Chronicle of Social Change

Positive Youth Justice: Curbing Crime, Building Assets

By John Kelly
February 9, 2015

Underneath the tension-laden surface of national politics, there is growing agreement that the United States needs to rethink criminal justice, that the nation is over-reliant on expensive and ineffectual incarceration and short on other strategies that would lower the likelihood of continued criminal behavior.

When it comes to discussing how to address the behavior of juvenile offenders, the dialogue often starts with deficits. What is wrong with this young man? How can we fix that?

Substance abuse, serious mental health disorders, family problems and a history of abuse. These are the problems that fuel the criminal behavior of some juveniles, but surely not all.

A classroom at Santa Clara County Probation Department’s William F. James Ranch for juvenile offenders in Morgan Hill, California. Staff here strives to provide a therapeutic, home-like environment. Photo credit: Max Whittaker

The reality is that most youth simply need someone to identify and build on their strengths, not only focus on their weaknesses. This is known as a positive youth justice (PYJ) approach, a belief that working on the interests and skills of an individual youth is the best way to steer them away from bad choices.

The model is most succinctly explained in a recent brief written by Dr. Jeffrey Butts, a noted juvenile justice researcher at the John Jay College of Criminal Justice and a leading proponent of PYJ:

“The PYJ Model suggests that youth justice systems should focus on youths’ acquisition of two core developmental assets: learning/doing and attaching/belonging.

These two assets should be acquired and experienced by every youth within six distinct domains: work, education, relationships, community, health and creativity.”

The PYJ approach is derivative of the broader positive youth development concept of asset development, made popular by the late Peter Benson, CEO of the Search Institute from 1985 to 2011.

“If most young people in the system would respond to positive opportunities, what we need to do is have a way of occupying their time in a way that gets them through ages 14 to 24,” Butts said in an interview with The Chronicle. “Most will be fine.”

Several conservative leaders have suggested their support for rethinking the way American approaches nonviolent offenders, and the vast majority of juvenile delinquents are in that category.

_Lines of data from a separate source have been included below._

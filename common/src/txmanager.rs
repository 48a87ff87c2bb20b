//! Transactional execution context for repositories.
//!
//! Reimplements the contract of
//! `examples/original_source/internal/util/dblib/tx.go`'s `TxManager`:
//! `DB(ctx)` returns the transactional handle bound to the current context if
//! one exists, else the pool; `Tx(ctx, body)` runs `body` inside a DB
//! transaction, reusing an already-bound one if the caller is nested.
//!
//! Go threads this through an ambient `context.Context` value. Rust has no
//! equivalent ambient store, so per spec.md 9 ("maps cleanly to an explicit
//! parameter":) every repository method takes an explicit [`DbCtx`] instead.

use sqlx::{PgPool, Postgres, Transaction};

/// Which handle a repository call should run against: the shared pool, or a
/// transaction already opened by an enclosing `TxManager::tx` call.
pub enum DbCtx<'a> {
    Pool,
    Tx(&'a mut Transaction<'static, Postgres>),
}

impl<'a> DbCtx<'a> {
    pub fn pool() -> DbCtx<'static> {
        DbCtx::Pool
    }

    pub fn tx(tx: &'a mut Transaction<'static, Postgres>) -> Self {
        DbCtx::Tx(tx)
    }
}

/// Owns the connection pool and mints transactions on demand.
#[derive(Clone)]
pub struct TxManager {
    pool: PgPool,
}

impl TxManager {
    pub fn new(pool: PgPool) -> Self {
        Self { pool }
    }

    pub fn pool(&self) -> &PgPool {
        &self.pool
    }

    /// Begins a new transaction. The caller is responsible for threading the
    /// returned handle into subsequent repository calls via [`DbCtx::tx`]
    /// and for committing or rolling it back.
    pub async fn begin(&self) -> Result<Transaction<'static, Postgres>, sqlx::Error> {
        self.pool.begin().await
    }
}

Republicans including Sen. Rand Paul (R-Ky.), Rep. Paul Ryan (R-Wisc.) and former Speaker of the House

Newt Gingrich have spoken out in recent years about their desire to reduce the justice system’s reliance on incarceration.

Last year, Paul and Sen. Cory Booker (D-N.J.) introduced a bill that would make record expungement more attainable for juvenile offenders. Booker and fellow Chris Murphy (D-Conn.) also introduced the Better Options for Kids Act, which would provide small federal incentives to states that curbed their use of detention and incarceration.

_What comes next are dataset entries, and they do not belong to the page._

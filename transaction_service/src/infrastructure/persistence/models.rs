use chrono::{DateTime, Utc};
use common::types::{TransactionStatus, TransactionType};
use sqlx::FromRow;
use std::str::FromStr;

use crate::domain::entities::Transaction;
use crate::domain::error::TransactionError;

/// Row shape for the `transactions` table. Enums are stored as plain text
/// and converted at this boundary rather than via `sqlx::Type`, matching
/// the teacher's persistence models (`WalletModel`/`TransactionModel`
/// convert through `From` impls rather than binding enums directly).
#[derive(Debug, FromRow)]
pub struct TransactionModel {
    pub id: String,
    pub wallet_id: String,
    pub amount: i64,
    pub note: Option<String>,
    pub transaction_type: String,
    pub status: String,
    pub created_at: DateTime<Utc>,
    pub updated_at: DateTime<Utc>,
}

impl From<&Transaction> for TransactionModel {
    fn from(t: &Transaction) -> Self {
        Self {
            id: t.id.clone(),
            wallet_id: t.wallet_id.clone(),
            amount: t.amount,
            note: t.note.clone(),
            transaction_type: t.transaction_type.to_string(),
            status: t.status.to_string(),
            created_at: t.created_at,
            updated_at: t.updated_at,
        }
    }
}

impl TryFrom<TransactionModel> for Transaction {
    type Error = TransactionError;

    fn try_from(m: TransactionModel) -> Result<Self, Self::Error> {
        let transaction_type = TransactionType::from_str(&m.transaction_type)
            .map_err(TransactionError::Repository)?;
        let status = TransactionStatus::from_str(&m.status).map_err(TransactionError::Repository)?;

        Ok(Self {
            id: m.id,
            wallet_id: m.wallet_id,
            amount: m.amount,
            note: m.note,
            transaction_type,
            status,
            created_at: m.created_at,
            updated_at: m.updated_at,
        })
    }
}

With growing recognition of the shortcomings of a probation-or-incarceration, fix-what’s-wrong approach to juvenile justice, it might be PYJ’s time to shine. Already, more agencies are getting into the PYJ business.

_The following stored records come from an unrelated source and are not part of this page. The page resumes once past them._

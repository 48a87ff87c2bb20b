//! Wallet domain and the single HTTP binary for the wallet ledger.
//!
//! `transaction_service` has no network surface of its own; this crate
//! mounts both `/wallets/*` and `/transactions/*` under `/api/v1` and
//! composes its use cases alongside this crate's own.
//!
//! # Modules
//!
//! * `domain` - the `Wallet` entity, its errors, the repository port.
//! * `infrastructure` - the Postgres-backed repository and the
//!   `WalletLookup` adapter `transaction_service` consumes.
//! * `use_cases` - create/get/list/update-status/get-with-balance.
//! * `api` - axum routes, request/response DTOs.

pub mod api;
pub mod domain;
pub mod infrastructure;
pub mod use_cases;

“We’ve more than doubled the number of states we are in in the last 10 years,” said Shaena Fazal, national policy director for Youth Advocate Programs. “In the last 10 years we went from 55 to 100 programs and from 7 states to 20 states.”

Over the next six weeks The Chronicle will explore what an entire “PYD Juvenile Justice System” would look like. We will paint that exemplary portrait by writing stories that highlight established PYJ programs serving offenders at every point along the juvenile justice continuum.

Barasa, 15, and Edwardo, 15, learn bike repair at Waterside Workshop’s Open Shop, a mom-and-pop organization serving juveniles after release from incarceration in Berkeley, California. Photo credit: Brian Rinker

These profiles capture the development and execution of local ideas that should be considered in more communities:

  • A community conferencing program that has successfully diverted youths from formal system involvement.
  • A community-based program that judges have come to rely on to keep serious offenders in the community as an alternative to incarceration.
  • A high-security juvenile facility in that has seen sharp declines in recidivism since embracing an asset-development approach.
  • A mom-and-pop organization in that uses boat building and bike repair to engage juveniles coming home from incarceration.
  • A book club that dares to engage the least-served youths: those who are jailed and imprisoned in adult facilities.

Apart, these PYJ programs and ideas can and have yielded results for the communities where they have taken root. Who knows what stitching these programs together in an entire continuum of positive youth justice could yield?

“If we invested a fraction of what we pay to lock [juveniles] up on exploring how they could realize their potential and be contributors to their communities instead of recipients of services, we’d be in a win-win situation,” said Fazal.